Sounds like what you are trying to do is similar to an old jiffy script
of mine:
http://bl831.als.lbl.gov/~jamesh/pickup/local_corr.com
My purpose was to compute the correlation coefficient (CC) for a bunch
of different rotamers of a side chain, but I think the script will work
for you "as is". What I learned is that you want to make a set of PDB
files that contain only the "variable" atoms in the structure (in your
case, just the ligands, no protein).
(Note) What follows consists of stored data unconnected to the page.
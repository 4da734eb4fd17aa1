use std::{future::Future, pin::Pin, sync::Arc};

use crate::events::{EventHandler, EventProducer, Handler, PurchaseAnnulledEvent, PurchasePaidEvent};

#[derive(Default, Clone)]
pub struct EventProducers {
    pub purchase_paid_producer: Vec<EventProducer<PurchasePaidEvent>>,
    pub purchase_annulled_producer: Vec<EventProducer<PurchaseAnnulledEvent>>,
}

pub struct EventHandlers {
    pub on_purchase_paid: Option<EventHandler<PurchasePaidEvent>>,
    pub on_purchase_annulled: Option<EventHandler<PurchaseAnnulledEvent>>,
}

impl EventHandlers {
    pub fn new(buffer_size: usize, hooks: EventHooks) -> Self {
        let on_purchase_paid = hooks.on_purchase_paid.map(|f| EventHandler::new(buffer_size, f));
        let on_purchase_annulled = hooks.on_purchase_annulled.map(|f| EventHandler::new(buffer_size, f));
        Self { on_purchase_paid, on_purchase_annulled }
    }

    pub fn producers(&self) -> EventProducers {
        let mut result = EventProducers::default();
        if let Some(handler) = &self.on_purchase_paid {
            result.purchase_paid_producer.push(handler.subscribe());
        }
        if let Some(handler) = &self.on_purchase_annulled {
            result.purchase_annulled_producer.push(handler.subscribe());
        }
        result
    }

    pub async fn start_handlers(self) {
        if let Some(handler) = self.on_purchase_paid {
            tokio::spawn(async move {
                handler.start_handler().await;
            });
        }
        if let Some(handler) = self.on_purchase_annulled {
            tokio::spawn(async move {
                handler.start_handler().await;
            });
        }
    }
}

#[derive(Default, Clone)]
pub struct EventHooks {
    pub on_purchase_paid: Option<Handler<PurchasePaidEvent>>,
    pub on_purchase_annulled: Option<Handler<PurchaseAnnulledEvent>>,
}

impl EventHooks {
    pub fn on_purchase_paid<F>(&mut self, f: F) -> &mut Self
    where F: (Fn(PurchasePaidEvent) -> Pin<Box<dyn Future<Output = ()> + Send>>) + Send + Sync + 'static {
        self.on_purchase_paid = Some(Arc::new(f));
        self
    }

    pub fn on_purchase_annulled<F>(&mut self, f: F) -> &mut Self
    where F: (Fn(PurchaseAnnulledEvent) -> Pin<Box<dyn Future<Output = ()> + Send>>) + Send + Sync + 'static {
        self.on_purchase_annulled = Some(Arc::new(f));
        self
    }
}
Otherwise, the "signal" you are
trying to measure is swamped by all the other atoms in the structure.
Then you want to "select" map grid points that are near ANY of the atoms
in you set of PDB files and score all your PDBs against that SAME map.
If you don't do this, you will always find that bigger stuff matches
better because bigger stuff simply intersects more density.
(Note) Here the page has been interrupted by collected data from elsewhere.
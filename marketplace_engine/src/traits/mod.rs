//! # Backend contracts
//!
//! This module defines the behaviour a storage backend must expose to drive the marketplace engine.
//!
//! ## Catalog
//! Products, their lifecycle and aggregate stats, and the seller payout-account registry. Checkout reads the catalog
//! through [`CatalogManagement::resolve_products`], which only ever returns *active* products.
//!
//! ## Purchases
//! The purchase ledger. Purchases are inserted as `pending` and afterwards only change through
//! [`MarketplaceDatabase::apply_transition`], which takes a [`StatusTransition`](crate::db_types::StatusTransition)
//! rather than an arbitrary status.
//!
//! ## Traits
//! * [`MarketplaceDatabase`] is the top-level backend trait. It owns the cross-table settlement transaction.
//! * [`CatalogManagement`] manages products and sellers.
//! * [`PurchaseManagement`] stores and queries purchases.
//! * [`PaymentProvider`] is the seam to an external hosted-checkout provider. It is not a storage trait, but lives here
//!   because the checkout flow is generic over it in the same way it is generic over the database.
mod catalog_management;
mod data_objects;
mod marketplace_database;
mod payment_provider;
mod purchase_management;

pub use catalog_management::{CatalogError, CatalogManagement};
pub use data_objects::{CatalogCounts, ProductQueryFilter, PurchaseQueryFilter, SellerProductStats, TransitionResult};
pub use marketplace_database::MarketplaceDatabase;
pub use payment_provider::{PaymentProvider, ProviderError, ProviderSession};
pub use purchase_management::{PurchaseError, PurchaseManagement};
use log::*;
use sqlx::{migrate::MigrateDatabase, Sqlite};

use crate::{traits::MarketplaceDatabase, SqliteDatabase};

/// Loads `.env.test`, starts logging, and creates a fresh, fully migrated database at `url`.
pub async fn prepare_test_env(url: &str) -> SqliteDatabase {
    dotenvy::from_filename(".env.test").ok();
    let _ = env_logger::try_init();
    debug!("🚀️ Logging initialised");
    create_database(url).await;
    let db = SqliteDatabase::new_with_url(url, 5).await.expect("Error creating connection to database");
    db.migrate().await.expect("Error running DB migrations");
    info!("🚀️ Migrations complete");
    db
}

/// A database url in the system temp directory that no other test uses.
pub fn random_db_path() -> String {
    let dir = std::env::temp_dir();
    format!("sqlite://{}/mkt_test_{:016x}.db", dir.display(), rand::random::<u64>())
}

pub async fn create_database(url: &str) {
    if Sqlite::database_exists(url).await.unwrap_or(false) {
        if let Err(e) = Sqlite::drop_database(url).await {
            warn!("🚀️ Error dropping database {url}: {e:?}");
        }
    }
    Sqlite::create_database(url).await.expect("Error creating database");
    info!("🚀️ Created Sqlite database {url}");
}

pub async fn destroy_database(db: SqliteDatabase) {
    let url = db.url().to_string();
    db.pool().close().await;
    if let Err(e) = Sqlite::drop_database(&url).await {
        warn!("🚀️ Error dropping database {url}: {e:?}");
    }
}
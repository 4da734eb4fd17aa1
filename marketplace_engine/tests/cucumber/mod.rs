mod steps;
mod world;

pub use world::{MarketplaceSystem, MarketplaceWorld};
I also found it is much better to use the CC of the Laplacian of the
electron density maps, rather than the CC of the raw electron density
itself. By "better" I mean that a "wrong" rotamer that happens to stick
itself into the middle of a nearby helix or heavy metal will "correlate"
very well, and at poor resolution it will actually correlate better than
the "right" rotamer. This is because the CC (and the R factor)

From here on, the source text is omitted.